Maritime Activity Reports, Inc.

February 11, 2022

© Romolo Tavani/AdobeStock

© Romolo Tavani/AdobeStock

A group of European development banks plan to double its funding for global efforts to stop plastic waste from polluting the world's oceans to 4 billion euros ($4.6 billion).

The Clean Oceans Initiative, led by the French and German development banks and the European Investment Bank is the largest such grouping targeting plastic pollution of the sea.

Around 8 million tonnes of plastic waste enters the oceans every year, most of it discarded on land or washed into rivers, the group said on Friday, threatening the marine environment and communities that rely on the sea for their livelihood.

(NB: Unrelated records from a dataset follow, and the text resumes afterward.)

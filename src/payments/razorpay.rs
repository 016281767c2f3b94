use async_trait::async_trait;
use serde::{Deserialize, Serialize};
use std::time::Duration;
use tracing::{info, instrument, warn};

use super::{GatewayError, GatewayIntent, GatewayRefund, PaymentGateway};
use crate::config::PaymentGatewayConfig;
use crate::errors::ServiceError;

/// Razorpay REST adapter. Credentials are fixed at construction.
#[derive(Clone)]
pub struct RazorpayGateway {
    config: PaymentGatewayConfig,
    client: reqwest::Client,
}

#[derive(Debug, Serialize)]
struct CreateOrderRequest<'a> {
    amount: i64,
    currency: &'a str,
    receipt: &'a str,
    payment_capture: u8,
}

#[derive(Debug, Deserialize)]
struct OrderResponse {
    id: String,
    amount: i64,
    currency: String,
}

#[derive(Debug, Serialize)]
struct RefundRequest {
    amount: i64,
}

#[derive(Debug, Deserialize)]
struct RefundResponse {
    id: String,
}

impl RazorpayGateway {
    pub fn new(config: PaymentGatewayConfig) -> Result<Self, ServiceError> {
        let client = reqwest::Client::builder()
            .timeout(Duration::from_secs(config.timeout_secs))
            .build()
            .map_err(|e| {
                ServiceError::InternalError(format!("Failed to build gateway client: {}", e))
            })?;

        Ok(Self { config, client })
    }

    fn url(&self, path: &str) -> String {
        format!("{}{}", self.config.base_url.trim_end_matches('/'), path)
    }

    async fn read_error(response: reqwest::Response) -> GatewayError {
        let status = response.status().as_u16();
        let body = response.text().await.unwrap_or_default();
        warn!(status, body = %body, "Razorpay rejected request");
        GatewayError::Rejected { status, body }
    }
}

#[async_trait]
impl PaymentGateway for RazorpayGateway {
    #[instrument(skip(self))]
    async fn create_intent(
        &self,
        amount_minor: i64,
        currency: &str,
        receipt: &str,
    ) -> Result<GatewayIntent, GatewayError> {
        let response = self
            .client
            .post(self.url("/v1/orders"))
            .basic_auth(&self.config.key_id, Some(&self.config.key_secret))
            .json(&CreateOrderRequest {
                amount: amount_minor,
                currency,
                receipt,
                payment_capture: 1,
            })
            .send()
            .await
            .map_err(|e| GatewayError::Transport(e.to_string()))?;

        if !response.status().is_success() {
            return Err(Self::read_error(response).await);
        }

        let order: OrderResponse = response
            .json()
            .await
            .map_err(|e| GatewayError::InvalidResponse(e.to_string()))?;

        info!(gateway_order_id = %order.id, amount_minor = order.amount, "Razorpay order created");
        Ok(GatewayIntent {
            intent_id: order.id,
            amount_minor: order.amount,
            currency: order.currency,
        })
    }

    #[instrument(skip(self))]
    async fn refund(&self, txn_ref: &str, amount_minor: i64) -> Result<GatewayRefund, GatewayError> {
        let response = self
            .client
            .post(self.url(&format!("/v1/payments/{}/refund", txn_ref)))
            .basic_auth(&self.config.key_id, Some(&self.config.key_secret))
            .json(&RefundRequest {
                amount: amount_minor,
            })
            .send()
            .await
            .map_err(|e| GatewayError::Transport(e.to_string()))?;

        if !response.status().is_success() {
            return Err(Self::read_error(response).await);
        }

        let refund: RefundResponse = response
            .json()
            .await
            .map_err(|e| GatewayError::InvalidResponse(e.to_string()))?;

        info!(refund_id = %refund.id, "Razorpay refund issued");
        Ok(GatewayRefund { refund_id: refund.id })
    }

    fn public_key(&self) -> &str {
        &self.config.key_id
    }
}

The new target for 2025 builds on an initial funding goal of 2 billion euros by 2023, 80% of which has already been allocated to projects in countries including Sri Lanka, China, Egypt that will benefit more than 20 million people, the group said.

"The oceans are under severe pressure: they are polluted, littered, overfished, their species richness is massively compromised," Stefan Wintels, chief executive of German development bank KfW, said.

Earlier this week a review of more than 2,590 studies commissioned by the environmental group WWF said that by the end of the century, marine areas more than two and a half times the size of Greenland could exceed ecologically dangerous thresholds of microplastic concentration.

This is based on projections that plastic production is expected to more than double by 2040 resulting in plastic debris in the ocean quadrupling by 2050, the WWF report said.

The 1.6 billion euros already allocated by the group of European developments to tackle the issue took the form of long-term financing for projects that limit the discharge of plastics, micro-plastics and other litter through better management of waste, wastewater and storm water.

Improving management in developing countries, home to some of the fastest-growing and most densely populated cities, would help stop some of the 1.5 million tonnes of micro-plastics that end up in the sea every year, it said.

Led by France's Agence Française de Développement (AFD), KfW and the EIB, the group also includes Italy's Cassa Depositi e Prestiti (CDP), Spain's national promotional bank ICO and the European Bank for Reconstruction and Development.